Pedro Henrique Xavier Maxias, um jovem talentoso de 20 anos, nutre uma paixão pelo universo dos mangás. Desde tenra idade, aos 6 anos, ele foi iniciado nesse mundo fascinante por seu irmão mais velho, que colecionava cartas e DVDs das séries mais icônicas, como Dragon Ball, Naruto, One Piece, Zatch Bell, Pokémon, entre outras.
"Fui completamente cativado pelas narrativas e pelo carisma dos personagens", revela Pedro Henrique.

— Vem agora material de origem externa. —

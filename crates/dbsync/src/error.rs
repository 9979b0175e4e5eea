//! Error types for the synchronization engine.

use std::path::PathBuf;
use std::time::Duration;

/// Errors that can occur while deriving, planning or executing a pass.
#[derive(Debug, thiserror::Error)]
pub enum SyncError {
    /// Invalid or missing configuration.
    #[error("Configuration error: {0}")]
    Config(String),

    /// The database URL names a backend we cannot drive.
    #[error("Unknown database backend '{0}'")]
    UnknownBackend(String),

    /// A field type does not map to any known type class.
    #[error("Unknown type '{0}'")]
    UnknownType(String),

    /// A boolean-ish attribute had an unrecognized value.
    #[error("Unknown boolean value '{0}'")]
    InvalidBool(String),

    /// The named semaphore could not be acquired in time.
    #[error("Could not acquire the semaphore '{name}' within {timeout:?}")]
    LockTimeout {
        /// Semaphore name.
        name: String,
        /// How long we waited.
        timeout: Duration,
    },

    /// The lock file could not be opened or locked.
    #[error("Lock file error at {path}: {source}")]
    Lock {
        /// Path of the lock file.
        path: PathBuf,
        /// Underlying IO error.
        source: std::io::Error,
    },

    /// A static row references a field the table does not have.
    #[error("Unused data '{fields}' for table '{table}'")]
    UnknownField {
        /// Target table.
        table: String,
        /// Comma separated list of the offending fields.
        fields: String,
    },

    /// Both a table and its backup exist when a backup is about to be made.
    #[error("Table '{table}' and its backup '{backup}' both exist")]
    BackupConflict {
        /// Live table name.
        table: String,
        /// Backup table name.
        backup: String,
    },

    /// A state table row holds an unreadable timestamp.
    #[error("Invalid timestamp '{value}' stored for '{name}'")]
    InvalidTimestamp {
        /// Pass key of the row.
        name: String,
        /// Stored value.
        value: String,
    },

    /// A planned operation does not fit the simulated live schema.
    #[error("Invalid state: {0}")]
    InvalidState(String),

    /// Database error during introspection or execution.
    #[error("Database error: {0}")]
    Database(#[from] sqlx::Error),

    /// IO error (reading spec documents).
    #[error("IO error: {0}")]
    Io(#[from] std::io::Error),

    /// Failed to parse a spec document.
    #[error("Failed to parse '{path}': {source}")]
    Parse {
        /// Path to the document.
        path: PathBuf,
        /// Underlying error.
        source: serde_json::Error,
    },

    /// Serialization/deserialization error.
    #[error("Serialization error: {0}")]
    Serialization(#[from] serde_json::Error),
}

/// Result type for synchronization operations.
pub type Result<T> = std::result::Result<T, SyncError>;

Ele explica que o mangá se destaca por seus traços com expressões exageradas, elementos flexíveis como linhas de velocidade e Kanjis, ideogramas originários do chinês. Admirador de vários mestres mangakás, quando indagado sobre suas inspirações, Pedro Henrique não hesita em responder que essa é sua pergunta favorita.
"Sigo os ensinamentos de diversos mestres mangakás. Akira Toriyama é, sem dúvida, minha maior fonte de inspiração. Obras-primas como Dragon Ball, Dr. Slump e o jogo Chrono Trigger, no qual ele contribuiu com o design dos personagens, foram fundamentais para mim", compartilha.
Pedro Henrique recorda com carinho seus primeiros passos no mundo da arte aos 10 anos, quando desenhou Uchiha Sasuke, o antagonista do mangá Naruto. Além disso, criou Boy Joy, um mangá curto que satiriza o título de grande significado histórico em One Piece, "Joy Boy". A trama gira em torno de Joy, um habitante de uma pequena ilha desinteressado na maioria das coisas e notoriamente preguiçoso, mas que é confrontado com um grande dever imposto desde seu nascimento.
Para Pedro, a leitura de mangá se diferencia da leitura tradicional, sendo realizada da direita para a esquerda.
"Desenhar ou criar mangá demanda muita criatividade e dedicação. Por isso, minha dica é ter paciência acima de tudo e uma forte determinação. Sigam os conceitos de arte dos mangakás renomados para os traços, e quanto à história, deixem fluir o que brotar do coração e da criatividade, como meu mestre Toriyama me ensinou", conclui Pedro Henrique.